Go through the material below and copy each line where the word "pool" appears.

| Exercise input |
== Segment start ==

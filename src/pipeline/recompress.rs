//! Budget-driven recompression over the tier ladder.
//!
//! ```text
//! bytes ≤ budget ───────────────────────────────▶ return unchanged
//!   │
//!   └─ for tier in ladder (gentlest first):
//!        parse → collect images → re-encode (blocking pool, bounded)
//!        → save → [external tier transform] → size ≤ budget? ─▶ return
//!   │
//!   └─ ladder exhausted ─▶ last tier's output (input if every tier failed)
//! ```
//!
//! Nothing in here fails the request: per-image problems leave the image
//! untouched, and per-tier problems mark the tier failed.

use crate::config::{CompressionTier, PipelineConfig, TierChaining};
use crate::error::SkipReason;
use crate::output::{RecompressionReport, TierAttempt, TierOutcome};
use crate::pipeline::images::{self, ImageJob};
use crate::pipeline::transform::TransformOptions;
use crate::progress::Stage;
use futures::stream::{self, StreamExt};
use lopdf::{Document, Object, ObjectId, Stream};
use std::sync::Arc;
use tracing::{debug, info, warn};

/// Bytes chosen by [`recompress`] plus what happened along the way.
#[derive(Debug)]
pub struct RecompressOutcome {
    pub bytes: Vec<u8>,
    pub report: RecompressionReport,
}

/// Output of one successful tier.
struct TierRun {
    bytes: Vec<u8>,
    rewritten: usize,
    skipped: usize,
}

/// Bring `bytes` under `config.max_output_size` if the ladder can.
pub async fn recompress(bytes: Vec<u8>, config: &PipelineConfig) -> RecompressOutcome {
    let budget = config.max_output_size;
    let mut report = RecompressionReport {
        budget,
        ..Default::default()
    };

    if bytes.len() as u64 <= budget {
        debug!("{} bytes already within budget {}", bytes.len(), budget);
        report.budget_met = true;
        return RecompressOutcome { bytes, report };
    }

    if let Some(cb) = &config.progress_callback {
        cb.on_stage(Stage::Recompress);
    }
    info!(
        "{} bytes exceed budget {}; trying {} tier(s) ({:?})",
        bytes.len(),
        budget,
        config.tiers.len(),
        config.chaining
    );

    let total = config.tiers.len();
    let mut previous: Option<Vec<u8>> = None;
    let mut last: Option<(usize, Vec<u8>)> = None;

    for (index, tier) in config.tiers.iter().enumerate() {
        if let Some(cb) = &config.progress_callback {
            cb.on_tier_start(index, total, tier);
        }

        let input = match (config.chaining, &previous) {
            (TierChaining::Cumulative, Some(prev)) => prev.as_slice(),
            _ => bytes.as_slice(),
        };

        match run_tier(input, *tier, config).await {
            Ok(run) => {
                let size = run.bytes.len() as u64;
                let fits = size <= budget;
                info!(
                    "Tier {}/{} ({}): {} bytes, {} image(s) rewritten, {} skipped",
                    index + 1,
                    total,
                    tier,
                    size,
                    run.rewritten,
                    run.skipped
                );
                report.attempts.push(TierAttempt {
                    tier: *tier,
                    outcome: TierOutcome::Produced { size, fits },
                    images_rewritten: run.rewritten,
                    images_skipped: run.skipped,
                });
                if let Some(cb) = &config.progress_callback {
                    cb.on_tier_complete(index, total, size, fits);
                }

                if fits {
                    report.tier_used = Some(index);
                    report.budget_met = true;
                    return RecompressOutcome {
                        bytes: run.bytes,
                        report,
                    };
                }

                if config.chaining == TierChaining::Cumulative {
                    previous = Some(run.bytes.clone());
                }
                last = Some((index, run.bytes));
            }
            Err(reason) => {
                warn!("Tier {}/{} ({}) failed: {}", index + 1, total, tier, reason);
                if let Some(cb) = &config.progress_callback {
                    cb.on_tier_failed(index, total, &reason);
                }
                report.attempts.push(TierAttempt {
                    tier: *tier,
                    outcome: TierOutcome::Failed { reason },
                    images_rewritten: 0,
                    images_skipped: 0,
                });
            }
        }
    }

    match last {
        Some((index, output)) => {
            warn!(
                "Budget {} not met; returning tier {} at {} bytes",
                budget,
                index + 1,
                output.len()
            );
            report.tier_used = Some(index);
            RecompressOutcome {
                bytes: output,
                report,
            }
        }
        None => {
            warn!("Budget {} not met; every tier failed", budget);
            RecompressOutcome { bytes, report }
        }
    }
}

/// One pass over the document at `tier`. `Err` carries a printable reason.
async fn run_tier(
    input: &[u8],
    tier: CompressionTier,
    config: &PipelineConfig,
) -> Result<TierRun, String> {
    let owned = input.to_vec();
    let (mut doc, collected) = tokio::task::spawn_blocking(move || {
        let doc = Document::load_mem(&owned).map_err(|e| format!("parse failed: {e}"))?;
        let collected = images::collect(&doc);
        Ok::<_, String>((doc, collected))
    })
    .await
    .map_err(|e| format!("parser task failed: {e}"))??;

    for (id, reason) in &collected.skipped {
        debug!("Image {:?} left unchanged: {}", id, reason);
    }
    let mut skipped = collected.skipped.len();
    let mut rewritten = 0;

    for (id, result) in reencode_all(collected.jobs, tier.quality, config).await {
        match result {
            Ok(stream) => {
                doc.objects.insert(id, Object::Stream(stream));
                rewritten += 1;
            }
            Err(reason) => {
                debug!("Image {:?} left unchanged: {}", id, reason);
                skipped += 1;
            }
        }
    }

    let mut bytes = tokio::task::spawn_blocking(move || {
        let mut out = Vec::new();
        doc.save_to(&mut out).map(|_| out)
    })
    .await
    .map_err(|e| format!("writer task failed: {e}"))?
    .map_err(|e| format!("save failed: {e}"))?;

    if let Some(transform) = &config.tier_transform {
        let options = TransformOptions::recompress(tier, config.tier_timeout);
        bytes = transform
            .transform(&bytes, &options)
            .await
            .map_err(|e| format!("{} failed: {e}", transform.name()))?;
    }

    Ok(TierRun {
        bytes,
        rewritten,
        skipped,
    })
}

/// Re-encode every job on the blocking pool, at most `config.concurrency` at
/// a time. Completion order is arbitrary; callers apply results by id.
async fn reencode_all(
    jobs: Vec<ImageJob>,
    quality: u8,
    config: &PipelineConfig,
) -> Vec<(ObjectId, Result<Stream, SkipReason>)> {
    stream::iter(jobs.into_iter().map(|job| {
        let codec = Arc::clone(&config.codec);
        async move {
            let id = job.id;
            let result = tokio::task::spawn_blocking(move || {
                images::rewrite(&job.stream, &job.header, quality, codec.as_ref())
            })
            .await
            .unwrap_or_else(|e| Err(SkipReason::Codec(format!("worker failed: {e}"))));
            (id, result)
        }
    }))
    .buffer_unordered(config.concurrency.max(1))
    .collect()
    .await
}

== Segment end ==

| Exercise answer |
//!        parse → collect images → re-encode (blocking pool, bounded)
/// Re-encode every job on the blocking pool, at most `config.concurrency` at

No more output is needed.